Brian Beacom

MICA Paris is certainly the lady to speak to about fame.

Set to star in the stage musical of the same name, the South Londoner is perfectly placed to discuss the impact of success, how it can reward – and reduce the recipient to a wreck of a human.

Soul singer Paris, who stars in Fame as the very formidable Performing Arts teacher Miss Sherman, found fame to be at the very least, a fickle friend.

The lady who sang with Prince on stage and had a platinum album by the age of 19 later found herself bankrupt - and abandoned by the record company. Paris also experienced close up what fame can do to those who allowed their heads to be turned by it.

“I remember when my first record blew up in the States I went to live in New York, and in my apartment block was Ernest Hemingway’s daughter, Margaux, who later committed suicide.

“I was also really close friends with Natalie Cole and losing her was really tough. Natalie had been my champion. She was so special for me and pushed me onto so many shows.

“The thing was, she’d been clean for 20 years but her kidneys had been so destroyed by the drugs, She said to me three years ago , ‘You know girl, this dialysis machine is killing me’. And it was the last time I would see her. It was so sad because she was such a fighter.”

Paris had to cope too with the death of Prince, who been a huge fan of the then teenage star, who first met him at Camden Palace.

“I hadn’t see him for 10 years when I was invited to his after-show party, again in Camden, but I was shocked when I saw him.

“He was so thin and going off stage all the time, which wasn’t like him at all. A couple of months later he was dead.”

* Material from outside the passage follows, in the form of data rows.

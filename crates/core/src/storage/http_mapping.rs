//! Pure functions for mapping repository errors to HTTP status codes.
//!
//! This module provides HTTP status code mappings for [`RepositoryError`] variants,
//! following the Functional Core pattern - pure functions with no side effects.

use super::RepositoryError;

/// Maps a [`RepositoryError`] to an HTTP status code.
///
/// - `NotFound` -> 404 (Not Found)
/// - `AlreadyExists` -> 409 (Conflict)
/// - `ConnectionFailed` -> 503 (Service Unavailable)
/// - `QueryFailed` -> 500 (Internal Server Error)
/// - `Serialization` -> 500 (Internal Server Error)
/// - `InvalidData` -> 400 (Bad Request)
///
/// # Examples
///
/// ```
/// use liftlog_core::storage::{RepositoryError, repository_error_to_status_code};
///
/// let error = RepositoryError::NotFound {
///     entity_type: "Workout",
///     id: "7".to_string(),
/// };
/// assert_eq!(repository_error_to_status_code(&error), 404);
/// ```
pub fn repository_error_to_status_code(error: &RepositoryError) -> u16 {
    match error {
        RepositoryError::NotFound { .. } => 404,
        RepositoryError::AlreadyExists { .. } => 409,
        RepositoryError::ConnectionFailed(_) => 503,
        RepositoryError::QueryFailed(_) => 500,
        RepositoryError::Serialization(_) => 500,
        RepositoryError::InvalidData(_) => 400,
    }
}
//! Backend-neutral access to a partitioned table.

use std::collections::HashMap;

use async_trait::async_trait;
use aws_sdk_dynamodb::types::AttributeValue;
use liftlog_core::storage::Result;

/// A stored item: attribute name to value.
pub type Item = HashMap<String, AttributeValue>;

/// Physical hash and range key of a stored item.
#[derive(Debug, Clone, PartialEq, Eq, Hash, PartialOrd, Ord)]
pub struct TableKey {
    pub pk: String,
    pub sk: String,
}

/// Precondition attached to a write.
#[derive(Debug, Clone, Copy, PartialEq, Eq)]
pub enum WriteCondition {
    /// The key must be absent (create).
    MustNotExist,
    /// The key must be present (replace, delete).
    MustExist,
}

/// Whether a conditional write was applied.
#[derive(Debug, Clone, Copy, PartialEq, Eq)]
pub enum WriteOutcome {
    Applied,
    ConditionFailed,
}

/// One page of a scan.
#[derive(Debug, Default)]
pub struct ScanPage {
    pub items: Vec<Item>,
    /// Continuation key; `None` on the last page.
    pub next: Option<Item>,
}

/// Operations the table store needs from a backend.
#[async_trait]
pub trait TableClient: Send + Sync {
    /// Returns the items matching both key components (zero or one).
    async fn query(&self, key: &TableKey) -> Result<Vec<Item>>;

    /// Returns one page of items whose `entityType` equals `entity_type`,
    /// starting after `start`.
    async fn scan_page(&self, entity_type: &str, start: Option<Item>) -> Result<ScanPage>;

    /// Writes a whole item if `condition` holds.
    async fn put(&self, item: Item, condition: WriteCondition) -> Result<WriteOutcome>;

    /// Deletes an item if `condition` holds.
    async fn delete(&self, key: &TableKey, condition: WriteCondition) -> Result<WriteOutcome>;
}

She adds; “The really dark side of fame is the secrecy. Prince, for example, gave the impression of being together. In all the years I hung out with that man I never saw him take a drug. He’d have a little glass of brandy and that was it. But this consummate showman was wearing a mask. It was the same with Whitney. I knew her from Day One. She was a tomboy, not the demure person the image suggested. She was a Home Girl. Her life was a façade, and reality wasn’t allowed in the business.

“And when people live an illusion they become a casualty.”

Paris survived the music industry and the mum-of-two has reinvented herself as a musical theatre star.

“Working in theatre can be a bit touch and go for me, it’s all about choosing the right role but oh, baby, this one really works for me.

“This musical is a little bit dark. And in a time when everything is so friggin’ PC that’s a good thing. People come to this show and they cry. It’s that powerful, man.”

She loves her character. “She’s hardcore. She’s me.” She adds, laughing; “Well, not quite. You know people look at me and because I’m five ten they think I’m going to knock ‘em out. But it’s rubbish. I’m completely the opposite. I’m soft as s***.

So how does she find the toughness? “Well, there are a lot of teachers in my family. My older sister is a teacher and she’s only five four and she’s really scary. It’s not hard for me to channel her.”

She adds; “Teaching is really parenting and I believe Miss Sherman really wants her students to do well, even if it means kicking their a**** to make it happen. It’s about caring.

“Sadly, we don’t get so many teachers who practise all of this these days.”

Paris would loved to have learned about fame via a fame school.

“I thought it to be insane that working class people could go to such a place to learn their art,” she says, smiling. “My parents couldn’t have done that so I went to a local comprehensive and dreamed of going to a school like that. It was such an aspirational film.”

Perhaps if she had been taught what to expect from the industry, being given bodyguards to go for a pint of milk, encouraged by the excesses, it may have been different?

“Sometimes you’ve got learn from your mistakes,” she says smiling. “But as a female it was really tough then.

“However, I can see change come about. My 12 year-old daughter is part of the generation that will change things. These girls won’t take any nonsense.”

Fame - The Musical, the King’s Theatre Glasgow, until Saturday.